We corroborate our previous findings that a significant portion of DSBs induced on a mutant paternal allele in heterozygous human embryos are repaired by gene conversion using an intact, WT maternal allele as a template. Interestingly, our results suggest that gene conversion is also active when targeting homozygous loci leading to the induction of homozygous indel mutations or homozygous HDR. We show that these novel homozygous loci are also associated with LOH at adjacent genomic regions due to erasure of one of the parental SNPs. Delayed access to one of the parental genomes in early human preimplantation embryos likely leads to selective induction of DSBs on one target locus while the second parental allele remains intact. In this case, the first DSB can be resolved by NHEJ resulting in a heterozygous indel mutation. Later, CRISPR/Cas9 locates and cuts the second intact allele, this DSB is resolved by gene conversion using the NHEJ-repaired homolog as a template.
Irrespective of whether CRIPSR-Cas9 was injected during fertilization or post-fertilization at the zygote stage, it appears that maternal genome is more readily accessible to CRISPR-Cas9 than the sperm DNA, leading to the preferential erasure of paternal SNPs in most embryos.
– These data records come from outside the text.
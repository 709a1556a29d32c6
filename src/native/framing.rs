//! Length-prefixed JSON frames spoken with the native helper.
//!
//! Each frame is a 4-byte length in **native endianness** followed by that
//! many bytes of UTF-8 JSON. The relay plays the browser's role, so the
//! limits are mirrored from the host's point of view.

use serde::Serialize;
use std::io::{self, Read};
use tokio::io::{AsyncRead, AsyncReadExt, AsyncWrite, AsyncWriteExt};

/// Largest frame the relay will send to the helper.
pub const MAX_TO_HOST: usize = 64 * 1_048_576; // 64 MiB
/// Largest frame the relay will accept from the helper.
pub const MAX_FROM_HOST: usize = 1_048_576; // 1 MiB

/// Encode `msg` as a frame: length prefix + JSON bytes.
pub fn encode_message<T: Serialize>(msg: &T) -> io::Result<Vec<u8>> {
    let json = serde_json::to_vec(msg)?;
    if json.len() > MAX_TO_HOST {
        return Err(io::Error::new(
            io::ErrorKind::InvalidInput,
            "outgoing message exceeds 64MiB",
        ));
    }
    let mut out = Vec::with_capacity(4 + json.len());
    out.extend_from_slice(&(json.len() as u32).to_ne_bytes());
    out.extend_from_slice(&json);
    Ok(out)
}

fn check_len(len: usize, max_size: usize) -> io::Result<()> {
    if len > max_size.min(MAX_FROM_HOST) {
        return Err(io::Error::new(
            io::ErrorKind::InvalidData,
            "incoming message too large",
        ));
    }
    Ok(())
}

fn into_utf8(buf: Vec<u8>) -> io::Result<String> {
    String::from_utf8(buf).map_err(|e| io::Error::new(io::ErrorKind::InvalidData, e))
}

/// Decode a single frame from a blocking reader.
pub fn decode_message<R: Read>(reader: &mut R, max_size: usize) -> io::Result<String> {
    let mut len_buf = [0u8; 4];
    reader.read_exact(&mut len_buf)?;
    let len = u32::from_ne_bytes(len_buf) as usize;
    check_len(len, max_size)?;
    let mut buf = vec![0u8; len];
    reader.read_exact(&mut buf)?;
    into_utf8(buf)
}

/// Write one frame to an async writer and flush it.
pub async fn write_frame<W, T>(writer: &mut W, msg: &T) -> io::Result<()>
where
    W: AsyncWrite + Unpin,
    T: Serialize,
{
    let frame = encode_message(msg)?;
    writer.write_all(&frame).await?;
    writer.flush().await
}

/// Read one frame from an async reader.
pub async fn read_frame<R>(reader: &mut R, max_size: usize) -> io::Result<String>
where
    R: AsyncRead + Unpin,
{
    let mut len_buf = [0u8; 4];
    reader.read_exact(&mut len_buf).await?;
    let len = u32::from_ne_bytes(len_buf) as usize;
    check_len(len, max_size)?;
    let mut buf = vec![0u8; len];
    reader.read_exact(&mut buf).await?;
    into_utf8(buf)
}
One possible explanation is that during early post-fertilization stages, sperm chromatin is more tightly condensed and protected from nucleases by protamines compared to the oocyte genome (24).
Since induction of extensive homozygosity is a hallmark of gene conversion, sequencingbased validation of gene conversion outcomes is difficult. Indeed, our previous conclusions were challenged implying that the observed LOH can also be interpreted as complete loss of a parental allele due to large deletions (8, 25, 26). To address this issue, we incorporated here a FISH assay on ESCs derived from treated human embryos that provided visual, two signal confirmation that both alleles were intact. These results offer more definitive evidence of gene conversion in all tested samples. In addition, we screened all single blastomere DNA for large deletions using long-range PCR primers.
Given that DNA DSB repair by gene conversion is a conserved mechanism, it is likely a common outcome when programmable nucleases are introduced into embryos in other species. Indeed, an earlier mouse study suggested that selective induction of DSBs on the mutant Crygc locus in heterozygous mouse embryos can lead to gene conversion (27). The targeted allele was repaired using the WT homolog as template and more than 30% of live offspring lost the mutation and were healthy. In rats, allele-specific DSBs in heterozygous embryos were also repaired by an interallelic gene conversion at a frequency of 28% as judged by genetic and phenotypic analyses in live offspring (28).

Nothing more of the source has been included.